=== What to do ===
Look through the lines below for the word "RwLock", and copy every line that has it.

Data to process START

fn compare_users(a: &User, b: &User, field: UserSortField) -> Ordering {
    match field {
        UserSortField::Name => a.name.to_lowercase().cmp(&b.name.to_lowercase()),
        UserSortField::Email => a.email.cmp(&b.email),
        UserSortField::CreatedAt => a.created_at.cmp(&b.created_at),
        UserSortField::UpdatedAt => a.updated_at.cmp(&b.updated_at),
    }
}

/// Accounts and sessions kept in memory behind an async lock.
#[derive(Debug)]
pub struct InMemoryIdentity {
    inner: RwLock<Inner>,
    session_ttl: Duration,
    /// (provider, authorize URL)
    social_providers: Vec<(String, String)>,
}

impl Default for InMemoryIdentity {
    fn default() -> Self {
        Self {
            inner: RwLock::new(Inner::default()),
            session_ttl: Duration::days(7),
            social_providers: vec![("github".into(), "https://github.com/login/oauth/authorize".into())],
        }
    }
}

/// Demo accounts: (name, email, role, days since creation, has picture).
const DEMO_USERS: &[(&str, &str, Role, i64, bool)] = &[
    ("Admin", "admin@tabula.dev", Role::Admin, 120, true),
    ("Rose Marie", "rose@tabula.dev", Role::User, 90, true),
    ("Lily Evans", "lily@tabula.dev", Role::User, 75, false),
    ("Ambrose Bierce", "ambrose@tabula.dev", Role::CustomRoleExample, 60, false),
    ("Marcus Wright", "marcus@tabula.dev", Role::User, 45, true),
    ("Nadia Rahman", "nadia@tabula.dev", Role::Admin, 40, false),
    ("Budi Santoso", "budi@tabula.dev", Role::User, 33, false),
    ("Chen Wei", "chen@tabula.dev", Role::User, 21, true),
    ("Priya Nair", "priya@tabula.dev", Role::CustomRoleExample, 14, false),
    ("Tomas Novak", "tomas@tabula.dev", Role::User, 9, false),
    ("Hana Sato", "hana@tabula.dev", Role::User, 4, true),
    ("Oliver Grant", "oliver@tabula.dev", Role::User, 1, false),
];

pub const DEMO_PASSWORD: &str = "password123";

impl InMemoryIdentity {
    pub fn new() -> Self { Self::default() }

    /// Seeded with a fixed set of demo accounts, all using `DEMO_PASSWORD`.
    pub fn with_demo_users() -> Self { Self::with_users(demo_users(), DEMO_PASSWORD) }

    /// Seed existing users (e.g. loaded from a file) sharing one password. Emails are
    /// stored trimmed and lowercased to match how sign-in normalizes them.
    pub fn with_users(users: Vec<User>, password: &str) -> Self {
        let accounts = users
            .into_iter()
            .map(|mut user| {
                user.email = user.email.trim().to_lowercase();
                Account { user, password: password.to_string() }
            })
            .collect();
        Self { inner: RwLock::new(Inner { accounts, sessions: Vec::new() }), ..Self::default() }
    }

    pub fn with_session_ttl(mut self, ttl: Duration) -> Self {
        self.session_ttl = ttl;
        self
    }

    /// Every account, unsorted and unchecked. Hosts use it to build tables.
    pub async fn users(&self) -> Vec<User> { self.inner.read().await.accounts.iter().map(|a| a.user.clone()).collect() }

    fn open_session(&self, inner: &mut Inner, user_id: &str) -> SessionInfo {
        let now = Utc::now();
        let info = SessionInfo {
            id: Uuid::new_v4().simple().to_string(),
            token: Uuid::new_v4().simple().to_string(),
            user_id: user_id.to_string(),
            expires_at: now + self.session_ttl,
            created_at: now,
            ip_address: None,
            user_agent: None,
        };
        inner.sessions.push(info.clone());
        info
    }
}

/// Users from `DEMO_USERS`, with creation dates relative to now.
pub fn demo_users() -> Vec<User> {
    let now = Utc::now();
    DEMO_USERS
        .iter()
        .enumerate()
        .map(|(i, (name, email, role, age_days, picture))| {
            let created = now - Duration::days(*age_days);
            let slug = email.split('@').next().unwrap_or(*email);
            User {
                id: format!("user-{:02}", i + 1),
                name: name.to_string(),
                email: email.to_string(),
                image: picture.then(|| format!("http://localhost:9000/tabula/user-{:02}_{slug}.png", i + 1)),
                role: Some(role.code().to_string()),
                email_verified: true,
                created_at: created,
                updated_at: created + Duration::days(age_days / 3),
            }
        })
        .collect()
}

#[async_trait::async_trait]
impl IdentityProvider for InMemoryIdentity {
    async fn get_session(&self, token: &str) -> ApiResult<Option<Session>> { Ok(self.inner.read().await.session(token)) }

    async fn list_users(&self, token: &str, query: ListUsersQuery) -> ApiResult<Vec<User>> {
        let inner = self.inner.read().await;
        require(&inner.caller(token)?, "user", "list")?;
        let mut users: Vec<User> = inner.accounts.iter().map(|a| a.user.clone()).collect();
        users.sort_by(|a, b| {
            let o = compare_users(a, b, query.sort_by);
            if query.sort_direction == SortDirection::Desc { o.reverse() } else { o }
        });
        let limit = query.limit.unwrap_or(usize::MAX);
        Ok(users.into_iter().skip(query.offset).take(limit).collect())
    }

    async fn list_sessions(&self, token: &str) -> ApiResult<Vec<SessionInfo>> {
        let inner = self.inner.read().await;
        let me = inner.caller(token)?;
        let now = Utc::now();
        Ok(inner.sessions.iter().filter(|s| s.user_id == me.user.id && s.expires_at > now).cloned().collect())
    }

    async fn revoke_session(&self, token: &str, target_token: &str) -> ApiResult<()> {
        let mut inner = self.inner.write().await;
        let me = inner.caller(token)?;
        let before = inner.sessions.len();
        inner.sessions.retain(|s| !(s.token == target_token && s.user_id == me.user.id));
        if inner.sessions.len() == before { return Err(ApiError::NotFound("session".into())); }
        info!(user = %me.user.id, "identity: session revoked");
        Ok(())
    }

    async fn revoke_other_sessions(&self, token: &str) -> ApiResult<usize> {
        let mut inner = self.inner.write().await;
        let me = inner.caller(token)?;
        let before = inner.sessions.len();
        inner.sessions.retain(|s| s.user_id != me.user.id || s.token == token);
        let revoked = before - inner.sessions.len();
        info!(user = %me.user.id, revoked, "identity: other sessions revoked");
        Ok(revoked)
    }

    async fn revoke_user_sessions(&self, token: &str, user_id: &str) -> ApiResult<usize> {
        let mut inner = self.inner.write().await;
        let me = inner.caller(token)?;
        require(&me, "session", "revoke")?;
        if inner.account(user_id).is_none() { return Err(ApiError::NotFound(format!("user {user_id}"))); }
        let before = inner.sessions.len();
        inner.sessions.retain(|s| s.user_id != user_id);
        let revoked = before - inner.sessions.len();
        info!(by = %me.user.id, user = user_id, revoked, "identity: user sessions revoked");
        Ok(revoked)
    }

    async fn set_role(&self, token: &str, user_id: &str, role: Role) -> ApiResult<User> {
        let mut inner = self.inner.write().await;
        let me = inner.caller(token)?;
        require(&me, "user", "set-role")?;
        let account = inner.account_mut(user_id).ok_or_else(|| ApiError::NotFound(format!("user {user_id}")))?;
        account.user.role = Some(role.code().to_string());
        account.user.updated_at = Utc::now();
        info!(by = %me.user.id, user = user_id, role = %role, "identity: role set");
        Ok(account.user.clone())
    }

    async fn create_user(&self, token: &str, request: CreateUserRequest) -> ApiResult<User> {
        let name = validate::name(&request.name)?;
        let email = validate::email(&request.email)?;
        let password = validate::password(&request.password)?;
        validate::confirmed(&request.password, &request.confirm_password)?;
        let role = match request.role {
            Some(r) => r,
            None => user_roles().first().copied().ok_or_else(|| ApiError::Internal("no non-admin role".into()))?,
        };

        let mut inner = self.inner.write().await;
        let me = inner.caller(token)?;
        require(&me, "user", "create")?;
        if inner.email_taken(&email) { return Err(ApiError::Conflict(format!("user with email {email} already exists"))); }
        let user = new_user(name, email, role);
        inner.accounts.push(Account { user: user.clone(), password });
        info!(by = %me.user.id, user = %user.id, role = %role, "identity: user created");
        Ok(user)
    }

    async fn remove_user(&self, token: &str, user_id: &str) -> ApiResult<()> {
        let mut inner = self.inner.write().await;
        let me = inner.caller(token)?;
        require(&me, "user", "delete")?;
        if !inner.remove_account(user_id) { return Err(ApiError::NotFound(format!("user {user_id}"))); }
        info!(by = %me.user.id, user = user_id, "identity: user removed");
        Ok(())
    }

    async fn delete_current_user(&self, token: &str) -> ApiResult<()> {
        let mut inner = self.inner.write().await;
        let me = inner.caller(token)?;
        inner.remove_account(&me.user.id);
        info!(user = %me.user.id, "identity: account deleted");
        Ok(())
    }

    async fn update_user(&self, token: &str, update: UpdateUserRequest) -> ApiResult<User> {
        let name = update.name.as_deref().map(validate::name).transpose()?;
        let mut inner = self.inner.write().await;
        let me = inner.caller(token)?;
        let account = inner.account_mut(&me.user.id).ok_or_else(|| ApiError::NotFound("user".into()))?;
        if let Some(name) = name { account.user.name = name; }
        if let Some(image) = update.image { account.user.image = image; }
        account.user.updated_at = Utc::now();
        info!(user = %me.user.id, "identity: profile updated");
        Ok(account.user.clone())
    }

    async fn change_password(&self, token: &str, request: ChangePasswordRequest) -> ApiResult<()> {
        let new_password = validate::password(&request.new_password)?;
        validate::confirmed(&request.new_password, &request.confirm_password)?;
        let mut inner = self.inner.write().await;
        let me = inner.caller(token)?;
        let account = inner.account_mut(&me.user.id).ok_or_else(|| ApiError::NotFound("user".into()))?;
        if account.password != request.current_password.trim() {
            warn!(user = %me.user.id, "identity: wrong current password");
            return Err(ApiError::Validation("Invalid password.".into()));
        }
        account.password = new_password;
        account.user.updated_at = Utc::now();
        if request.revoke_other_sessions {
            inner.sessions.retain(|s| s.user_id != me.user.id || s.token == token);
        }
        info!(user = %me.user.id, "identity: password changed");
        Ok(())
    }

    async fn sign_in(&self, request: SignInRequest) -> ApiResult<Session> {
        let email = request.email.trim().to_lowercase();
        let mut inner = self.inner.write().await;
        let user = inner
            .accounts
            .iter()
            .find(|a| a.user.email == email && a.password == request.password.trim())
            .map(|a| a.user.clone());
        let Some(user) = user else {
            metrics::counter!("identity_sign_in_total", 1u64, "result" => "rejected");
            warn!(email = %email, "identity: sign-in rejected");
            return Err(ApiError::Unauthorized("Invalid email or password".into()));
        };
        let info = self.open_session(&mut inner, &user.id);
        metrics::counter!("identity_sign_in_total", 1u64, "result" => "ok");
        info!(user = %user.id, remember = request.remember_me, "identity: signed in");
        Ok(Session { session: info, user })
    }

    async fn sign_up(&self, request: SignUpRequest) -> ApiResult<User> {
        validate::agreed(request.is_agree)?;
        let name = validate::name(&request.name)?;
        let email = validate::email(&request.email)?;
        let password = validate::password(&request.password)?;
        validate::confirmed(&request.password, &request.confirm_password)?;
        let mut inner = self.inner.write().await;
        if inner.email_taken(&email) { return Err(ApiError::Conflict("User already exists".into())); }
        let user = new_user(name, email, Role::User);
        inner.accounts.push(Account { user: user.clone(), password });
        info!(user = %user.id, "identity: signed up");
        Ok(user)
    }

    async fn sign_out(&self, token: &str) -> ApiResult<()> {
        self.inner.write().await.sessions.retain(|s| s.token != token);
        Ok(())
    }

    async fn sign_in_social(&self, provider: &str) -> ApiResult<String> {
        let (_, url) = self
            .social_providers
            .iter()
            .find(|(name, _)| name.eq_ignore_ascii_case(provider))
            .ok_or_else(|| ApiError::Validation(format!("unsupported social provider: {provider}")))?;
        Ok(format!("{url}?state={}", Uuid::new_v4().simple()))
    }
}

Data to process END

=== Written solution ===
    inner: RwLock<Inner>,
            inner: RwLock::new(Inner::default()),
        Self { inner: RwLock::new(Inner { accounts, sessions: Vec::new() }), ..Self::default() }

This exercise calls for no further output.